### [PROBLEM STATEMENT]
Would you please return all of the entries below exactly as shown?

### [GIVEN RECORDS]
--------------------------------------------------

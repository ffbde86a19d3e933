use super::SeaOrmStorage;
use crate::entity::users::{ActiveModel, Column, Entity as Users};
use crate::errors::{CourseAppError, Result};
use crate::models::users::{
    entities::{User, UserRole},
    requests::CreateUserRequest,
};
use sea_orm::{ActiveModelTrait, ColumnTrait, Condition, EntityTrait, PaginatorTrait, QueryFilter, Set};

impl SeaOrmStorage {
    /// 创建用户
    pub async fn create_user_impl(&self, req: CreateUserRequest) -> Result<User> {
        let now = chrono::Utc::now().timestamp();

        let model = ActiveModel {
            username: Set(req.username),
            github_id: Set(req.github_id),
            password_hash: Set(req.password),
            role: Set(req.role.unwrap_or(UserRole::User).to_string()),
            first_name: Set(req.first_name),
            last_name: Set(req.last_name),
            created_at: Set(now),
            updated_at: Set(now),
            ..Default::default()
        };

        let result = model
            .insert(&self.db)
            .await
            .map_err(|e| CourseAppError::database_operation(format!("创建用户失败: {e}")))?;

        Ok(result.into_user())
    }

    /// 通过 ID 获取用户
    pub async fn get_user_by_id_impl(&self, id: i64) -> Result<Option<User>> {
        let result = Users::find_by_id(id)
            .one(&self.db)
            .await
            .map_err(|e| CourseAppError::database_operation(format!("查询用户失败: {e}")))?;

        Ok(result.map(|m| m.into_user()))
    }

    /// 通过 GitHub ID 获取用户
    pub async fn get_user_by_github_id_impl(&self, github_id: &str) -> Result<Option<User>> {
        let result = Users::find()
            .filter(Column::GithubId.eq(github_id))
            .one(&self.db)
            .await
            .map_err(|e| CourseAppError::database_operation(format!("查询用户失败: {e}")))?;

        Ok(result.map(|m| m.into_user()))
    }

    /// 通过用户名或 GitHub ID 获取用户
    pub async fn get_user_by_login_impl(&self, identifier: &str) -> Result<Option<User>> {
        let result = Users::find()
            .filter(
                Condition::any()
                    .add(Column::Username.eq(identifier))
                    .add(Column::GithubId.eq(identifier)),
            )
            .one(&self.db)
            .await
            .map_err(|e| CourseAppError::database_operation(format!("查询用户失败: {e}")))?;

        Ok(result.map(|m| m.into_user()))
    }

    /// 更新用户最后登录时间
    pub async fn update_last_login_impl(&self, id: i64) -> Result<bool> {
        let now = chrono::Utc::now().timestamp();

        let result = Users::update_many()
            .col_expr(Column::LastLogin, sea_orm::sea_query::Expr::value(now))
            .filter(Column::Id.eq(id))
            .exec(&self.db)
            .await
            .map_err(|e| {
                CourseAppError::database_operation(format!("更新最后登录时间失败: {e}"))
            })?;

        Ok(result.rows_affected > 0)
    }

    /// 统计用户数量
    pub async fn count_users_impl(&self) -> Result<u64> {
        let count = Users::find()
            .count(&self.db)
            .await
            .map_err(|e| CourseAppError::database_operation(format!("统计用户数量失败: {e}")))?;

        Ok(count)
    }
}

--------------------------------------------------

### [RESULT FOR THIS TASK]
repository ffbde86a19d3e933
use super::SeaOrmStorage;
use crate::entity::users::{ActiveModel, Column, Entity as Users};
use crate::errors::{CourseAppError, Result};
use crate::models::users::{
    entities::{User, UserRole},
    requests::CreateUserRequest,
};
use sea_orm::{ActiveModelTrait, ColumnTrait, Condition, EntityTrait, PaginatorTrait, QueryFilter, Set};

impl SeaOrmStorage {
    /// 创建用户
    pub async fn create_user_impl(&self, req: CreateUserRequest) -> Result<User> {
        let now = chrono::Utc::now().timestamp();

        let model = ActiveModel {
            username: Set(req.username),
            github_id: Set(req.github_id),
            password_hash: Set(req.password),
            role: Set(req.role.unwrap_or(UserRole::User).to_string()),
            first_name: Set(req.first_name),
            last_name: Set(req.last_name),
            created_at: Set(now),
            updated_at: Set(now),
            ..Default::default()
        };

        let result = model
            .insert(&self.db)
            .await
            .map_err(|e| CourseAppError::database_operation(format!("创建用户失败: {e}")))?;

        Ok(result.into_user())
    }

    /// 通过 ID 获取用户
    pub async fn get_user_by_id_impl(&self, id: i64) -> Result<Option<User>> {
        let result = Users::find_by_id(id)
            .one(&self.db)
            .await
            .map_err(|e| CourseAppError::database_operation(format!("查询用户失败: {e}")))?;

        Ok(result.map(|m| m.into_user()))
    }

    /// 通过 GitHub ID 获取用户
    pub async fn get_user_by_github_id_impl(&self, github_id: &str) -> Result<Option<User>> {
        let result = Users::find()
            .filter(Column::GithubId.eq(github_id))
            .one(&self.db)
            .await
            .map_err(|e| CourseAppError::database_operation(format!("查询用户失败: {e}")))?;

        Ok(result.map(|m| m.into_user()))
    }

    /// 通过用户名或 GitHub ID 获取用户
    pub async fn get_user_by_login_impl(&self, identifier: &str) -> Result<Option<User>> {
        let result = Users::find()
            .filter(
                Condition::any()
                    .add(Column::Username.eq(identifier))
                    .add(Column::GithubId.eq(identifier)),
            )
            .one(&self.db)
            .await
            .map_err(|e| CourseAppError::database_operation(format!("查询用户失败: {e}")))?;

        Ok(result.map(|m| m.into_user()))
    }

    /// 更新用户最后登录时间
    pub async fn update_last_login_impl(&self, id: i64) -> Result<bool> {
        let now = chrono::Utc::now().timestamp();

        let result = Users::update_many()
            .col_expr(Column::LastLogin, sea_orm::sea_query::Expr::value(now))
            .filter(Column::Id.eq(id))
            .exec(&self.db)
            .await
            .map_err(|e| {
                CourseAppError::database_operation(format!("更新最后登录时间失败: {e}"))
            })?;

        Ok(result.rows_affected > 0)
    }

    /// 统计用户数量
    pub async fn count_users_impl(&self) -> Result<u64> {
        let count = Users::find()
            .count(&self.db)
            .await
            .map_err(|e| CourseAppError::database_operation(format!("统计用户数量失败: {e}")))?;

        Ok(count)
    }
}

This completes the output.